Compacting the time series can significantly reduce the length and memory usage for data with many repeated values.
No arguments are required for this method, and it modifies the time series in place.
Example
>>> ts = TimeSeries(data=[(1, 5), (2, 5), (5, 5), (6, 1)]) >>> ts.compact() >>> ts TimeSeries({1: 5, 6: 1})
- classmethod count_by_value(ts_list)[source]¶
Return a dict mapping each state value to a TimeSeries that counts how many of the input timeseries are in that state at each point in time.
Efficient for many timeseries with few discrete states (e.g. boolean on/off, ticket open/closed). Uses iter_merge_transitions to process O(1) per transition, independent of the number of timeseries K. See docs/merge_strategies.rst for how this avoids the O(K) list copies that iter_merge/merge require.
- Parameters:
ts_list – An iterable of TimeSeries objects.
- Returns:
A dict where keys are the distinct values found across all input timeseries (including defaults), and values are TimeSeries objects whose value at any time t is the count of input timeseries equal to that state at time t.
- distribution(start=None, end=None, normalized=True, mask=None, interpolate='previous')[source]¶
Calculate the distribution of values over the given time range from start to end.
- Parameters:
start (orderable, optional) – The lower time bound of when to calculate the distribution. By default, the first time point will be used.
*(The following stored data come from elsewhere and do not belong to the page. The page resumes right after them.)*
#[cfg(test)]
mod tests {
    use super::*;

    fn sample_header(len: usize) -> Heartbeat {
        Heartbeat::probe(7, 1, len, Timestamp::new(1_700_000_000, 999_999_999)).with_extras(
            &ProbeExtras {
                node_id: 0xdead_beef,
                time_source: 2,
                latitude: -33_000_000,
                longitude: 151_000_000,
                elevation: -12,
                velocity: 30,
                lat_error: 5,
                lon_error: 6,
                signal_quality: 42,
                rssi: -71,
            },
        )
    }

    #[test]
    fn test_header_serialization() {
        let header = sample_header(HEADER_SIZE);
        let bytes = header.to_bytes();
        let (parsed, payload) = Heartbeat::from_bytes(&bytes).expect("Failed to parse header");
        assert_eq!(parsed, header);
        assert!(payload.is_empty());
    }

    #[test]
    fn test_wire_layout_is_big_endian() {
        let header = sample_header(100);
        let bytes = header.to_bytes();
        assert_eq!(bytes[0], HEARTBEAT_MSG_TYPE);
        assert_eq!(bytes[1], 1);
        assert_eq!(&bytes[2..4], &[0, 56]);
        assert_eq!(&bytes[4..6], &[0, 100]);
        assert_eq!(&bytes[6..10], &[0xde, 0xad, 0xbe, 0xef]);
        assert_eq!(&bytes[10..14], &[0, 0, 0, 7]);
        assert_eq!(&bytes[52..56], &(-71i32).to_be_bytes());
    }

    #[test]
    fn test_full_datagram_roundtrip() {
        let header = sample_header(200);
        let payload: Vec<u8> = (0..(200 - HEADER_SIZE) as u8).collect();
        let bytes = encode(&header, &payload).unwrap();
        assert_eq!(bytes.len(), 200);

        let message = decode(&bytes).unwrap();
        assert_eq!(message.header, header);
        assert_eq!(message.payload, payload);
    }

    #[test]
    fn test_short_packet() {
        let short = vec![0u8; 10];
        assert_eq!(
            decode(&short),
            Err(DecodeError::TooShort {
                len: 10,
                needed: HEADER_SIZE
            })
        );
    }

    #[test]
    fn test_bad_header_size() {
        let mut bytes = sample_header(HEADER_SIZE).to_bytes();
        bytes[2..4].copy_from_slice(&44u16.to_be_bytes());
        assert_eq!(decode(&bytes), Err(DecodeError::BadHeaderSize(44)));
    }

    #[test]
    fn test_data_size_smaller_than_header() {
        let mut bytes = sample_header(HEADER_SIZE).to_bytes();
        bytes[4..6].copy_from_slice(&20u16.to_be_bytes());
        assert!(matches!(
            decode(&bytes),
            Err(DecodeError::DataSizeTooSmall { data_size: 20, .. })
        ));
    }

    #[test]
    fn test_truncated_datagram() {
        let header = sample_header(1000);
        let bytes = header.to_bytes();
        assert_eq!(
            decode(&bytes),
            Err(DecodeError::Truncated {
                data_size: 1000,
                received: HEADER_SIZE
            })
        );
    }

    #[test]
    fn test_trailing_bytes_ignored() {
        let header = sample_header(60);
        let mut bytes = encode(&header, &[1, 2, 3, 4]).unwrap();
        bytes.extend_from_slice(&[9, 9, 9]);
        let message = decode(&bytes).unwrap();
        assert_eq!(message.payload, vec![1, 2, 3, 4]);
    }

    #[test]
    fn test_encode_rejects_mismatched_length() {
        let header = sample_header(100);
        assert!(encode(&header, &[0u8; 3]).is_err());
    }

    #[test]
    fn test_encode_header_into_preserves_payload() {
        let header = sample_header(64);
        let mut datagram = encode(&header, &[0xab; 8]).unwrap();

        let mut refreshed = header;
        refreshed.set_timestamp(Timestamp::new(5, 6));
        encode_header_into(&refreshed, &mut datagram).unwrap();

        let message = decode(&datagram).unwrap();
        assert_eq!(message.header.timestamp(), Timestamp::new(5, 6));
        assert_eq!(message.payload, vec![0xab; 8]);
    }

    #[test]
    fn test_probe_clamps_small_sizes() {
        let header = Heartbeat::probe(1, 0, 10, Timestamp::ZERO);
        assert_eq!(usize::from(header.data_size), HEADER_SIZE);
    }

    #[test]
    fn test_ack_roundtrip() {
        let ack = Ack::new(99, Timestamp::new(1_700_000_001, 42));
        let bytes = ack.to_bytes();
        assert_eq!(bytes.len(), ACK_SIZE);
        let parsed = Ack::from_bytes(&bytes).unwrap();
        assert_eq!(parsed, ack);
        assert_eq!(parsed.timestamp(), Timestamp::new(1_700_000_001, 42));
    }

    #[test]
    fn test_ack_too_short() {
        assert!(Ack::from_bytes(&[0u8; 11]).is_err());
    }

    // ============================================================
    // Property-Based Tests
    // ============================================================

    #[cfg(test)]
    mod proptests {
        use super::*;
        use proptest::prelude::*;

        proptest! {
            /// Property: any well-formed heartbeat survives encode/decode unchanged
            #[test]
            fn prop_heartbeat_roundtrip(
                code in 0u8..=2,
                sequence in any::<u32>(),
                ts_sec in any::<u32>(),
                ts_nsec in 0u32..1_000_000_000,
                signal_quality in any::<i32>(),
                rssi in any::<i32>(),
                payload in proptest::collection::vec(any::<u8>(), 0..1500),
            ) {
                let len = HEADER_SIZE + payload.len();
                let header = Heartbeat::probe(sequence, code, len, Timestamp::from_wire(ts_sec, ts_nsec))
                    .with_extras(&ProbeExtras { signal_quality, rssi, ..Default::default() });
                let bytes = encode(&header, &payload).unwrap();
                let message = decode(&bytes).unwrap();
                prop_assert_eq!(message.header, header);
                prop_assert_eq!(message.payload, payload);
            }

            /// Property: the decoder never panics on arbitrary input
            #[test]
            fn prop_decode_arbitrary_bytes(bytes in proptest::collection::vec(any::<u8>(), 0..256)) {
                let _ = decode(&bytes);
                let _ = Ack::from_bytes(&bytes);
            }
        }
    }
}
end (orderable, optional) – The upper time bound of when to calculate the distribution. By default, the last time point will be used.
normalized (bool) – If True, distribution will sum to one. If False and the time values of the TimeSeries are datetimes, the units will be seconds.
mask (
TimeSeries, optional) – A domain on which to calculate the distribution.interpolate (str, optional) – Method for interpolating between measurement points: either “previous” (default) or “linear”. Note: if “previous” is used, then the resulting histogram is exact. If “linear” is given, then the values used for the histogram are the average value for each segment – the mean of this histogram will be exact, but higher moments (variance) will be approximate.
- Returns:
Histogramwith the results.
- exists()[source]¶
Returns a new TimeSeries where values are True when the original value is not None.
Deprecated: Use is_not_none() instead, which has a clearer name.
- Returns:
- A new TimeSeries with boolean values (True where original values
are not None, False where they are None)
- Return type:
Examples
>>> ts = TimeSeries() >>> ts[0] = "data" >>> ts[1] = None >>> ts[2] = 42 >>> exists_ts = ts.exists() >>> exists_ts[0] # Returns True >>> exists_ts[1] # Returns False >>> exists_ts[2] # Returns True
- classmethod from_csv(filename, time_column=0, value_column=1, time_transform=None, value_transform=None, skip_header=True, default=None, delimiter=',')[source]¶
Load time series data from a CSV file.
- Parameters:
filename (str) – Path to the CSV file to read
time_column (int) – Index of the column containing time values (default: 0)
value_column (int) – Index of the column containing measurement values (default: 1)
time_transform (callable, optional) – Function to transform time strings to desired format. Default converts strings like “2020-01-01 12:00:00” to datetime objects.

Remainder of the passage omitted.